Even within the universe of AAA names, different instruments may carry different risks – as was evident in the GFC.
Investment policies therefore specify specific instruments that may be used, and process and delegations (if any) to approve new instruments.
The list of allowed instruments might include basic investments such as:
- Short term vanilla deposits with relationship banks meeting policy credit criteria (specifically excluding structured deposits etc).
- Commercial paper of vanilla entities meeting policy credit criteria – and excluding structured programmes and special purpose vehicles (SPVs).
- Vanilla bonds of vanilla entities meeting policy credit criteria (and excluding structured programmes and SPVs as well as bonds with embedded derivatives).
- Approved MMFs. Since these vary considerably in their risk profiles, this will often be a specific list guided by explicit principles such as AAA credit, same or next day availability, no derivatives, etc.
Because corporate cash may be needed, avoiding or minimising price risk is common – treasury needs to be able to liquidate investments at short notice without worrying about potential losses due to changes in foreign exchange (FX) rates, interest rates, equity prices and commodity prices.
From an FX perspective, this often means investing in the company’s base or operating currency – or swapping investments back to base currency. Some multinational corporations (MNCs) may have multiple base currencies but the same principle applies.
From an interest rate perspective, this typically means investing in short-term investments with short duration. This might include bonds that are close to maturity and, in some cases, the use of interest rate swaps (IRS) to move from fixed to floating.
Because of equity price volatility, most corporates do not invest in equities or equity linked instruments. The same principle applies for commodity risk.
Keeping the cash safe – the security and liquidity part of SLY – is clearly treasury’s top priority. Once that is assured, it is possible to look at the yield part of SLY.

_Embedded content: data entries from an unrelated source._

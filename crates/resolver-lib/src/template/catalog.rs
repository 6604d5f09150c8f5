//! Template catalogs
//!
//! The resolver only reads templates; catalogs are loaded once and then
//! shared without locking.

use super::WorkloadTemplate;
use crate::error::CatalogError;
use std::collections::BTreeMap;
use std::path::{Path, PathBuf};
use tracing::{debug, info};

/// Source of parsed workload templates
pub trait TemplateCatalog: Send + Sync {
    fn get(&self, name: &str) -> Result<WorkloadTemplate, CatalogError>;

    /// Template names, sorted
    fn names(&self) -> Vec<String>;
}

/// Catalog backed by a map, used for tests and embedding
#[derive(Debug, Clone, Default)]
pub struct InMemoryCatalog {
    templates: BTreeMap<String, WorkloadTemplate>,
}

impl InMemoryCatalog {
    pub fn new() -> Self {
        Self::default()
    }

    pub fn with_templates(templates: impl IntoIterator<Item = WorkloadTemplate>) -> Self {
        let mut catalog = Self::new();
        for template in templates {
            catalog.insert(template);
        }
        catalog
    }

    pub fn insert(&mut self, template: WorkloadTemplate) {
        self.templates.insert(template.name.clone(), template);
    }

    pub fn len(&self) -> usize {
        self.templates.len()
    }

    pub fn is_empty(&self) -> bool {
        self.templates.is_empty()
    }
}

impl TemplateCatalog for InMemoryCatalog {
    fn get(&self, name: &str) -> Result<WorkloadTemplate, CatalogError> {
        self.templates
            .get(name)
            .cloned()
            .ok_or_else(|| CatalogError::NotFound(name.to_string()))
    }

    fn names(&self) -> Vec<String> {
        self.templates.keys().cloned().collect()
    }
}

/// Catalog loaded from `*.yml`, `*.yaml` and `*.json` files in a directory
#[derive(Debug, Clone)]
pub struct DirectoryCatalog {
    root: PathBuf,
    inner: InMemoryCatalog,
}

impl DirectoryCatalog {
    /// Load every template file in `root` (non-recursive)
    pub fn load(root: impl AsRef<Path>) -> Result<Self, CatalogError> {
        let root = root.as_ref().to_path_buf();
        let mut inner = InMemoryCatalog::new();

        let mut paths: Vec<PathBuf> = std::fs::read_dir(&root)?
            .filter_map(|entry| entry.ok().map(|e| e.path()))
            .filter(|path| path.is_file())
            .collect();
        paths.sort();

        for path in paths {
            let Some(format) = TemplateFormat::from_path(&path) else {
                debug!(path = %path.display(), "Skipping non-template file");
                continue;
            };

            let mut template = parse_template_file(&path, format)?;
            if template.name.is_empty() {
                template.name = path
                    .file_stem()
                    .map(|s| s.to_string_lossy().into_owned())
                    .unwrap_or_default();
            }
            debug!(template = %template.name, path = %path.display(), "Loaded template");
            inner.insert(template);
        }

        info!(
            root = %root.display(),
            templates = inner.len(),
            "Template catalog loaded"
        );

        Ok(Self { root, inner })
    }

    pub fn root(&self) -> &Path {
        &self.root
    }
}

impl TemplateCatalog for DirectoryCatalog {
    fn get(&self, name: &str) -> Result<WorkloadTemplate, CatalogError> {
        self.inner.get(name)
    }

    fn names(&self) -> Vec<String> {
        self.inner.names()
    }
}

#[derive(Debug, Clone, Copy)]
enum TemplateFormat {
    Yaml,
    Json,
}

impl TemplateFormat {
    fn from_path(path: &Path) -> Option<Self> {
        match path.extension()?.to_str()? {
            "yml" | "yaml" => Some(TemplateFormat::Yaml),
            "json" => Some(TemplateFormat::Json),
            _ => None,
        }
    }
}

fn parse_template_file(path: &Path, format: TemplateFormat) -> Result<WorkloadTemplate, CatalogError> {
    let content = std::fs::read_to_string(path)?;
    let parse_error = |message: String| CatalogError::Parse {
        path: path.display().to_string(),
        message,
    };

    match format {
        TemplateFormat::Yaml => serde_yaml::from_str(&content).map_err(|e| parse_error(e.to_string())),
        TemplateFormat::Json => serde_json::from_str(&content).map_err(|e| parse_error(e.to_string())),
    }
}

Yield targets are normally expressed as benchmarks against which the treasury team’s performance will be measured. These benchmarks apply only within the universe defined by the policy limits. Compliance to policy limits must be strictly enforced with strong governance. The treasury team must understand the spirit as well as the letter of the policy limits – if in doubt, ask.
Different tranches of cash may have different benchmarks. For example, operating cash might be benchmarked again overnight or one month London Interbank Offered Rate (Libor), whereas strategic cash might be benchmarked against six month Libor.
Given the policy constraints and the target average credit qualities, treasurers can model different investments to work out what combination will achieve the highest expected yield within the policy.
Given the difficulty of making yield within the typically very constrained risk limits of corporate investment policies, the policy must be realistic (i.e. moderate) in setting yield targets.
Never has it been more critical for companies to have clear and coherent investment policies. Policy writing need not be rocket science. In fact, policies should be written to be understandable by intelligent non-experts.
Writing a coherent investment policy is greatly aided by clarity in the underlying corporate goals – how much cash do we have for what purpose and with what goals?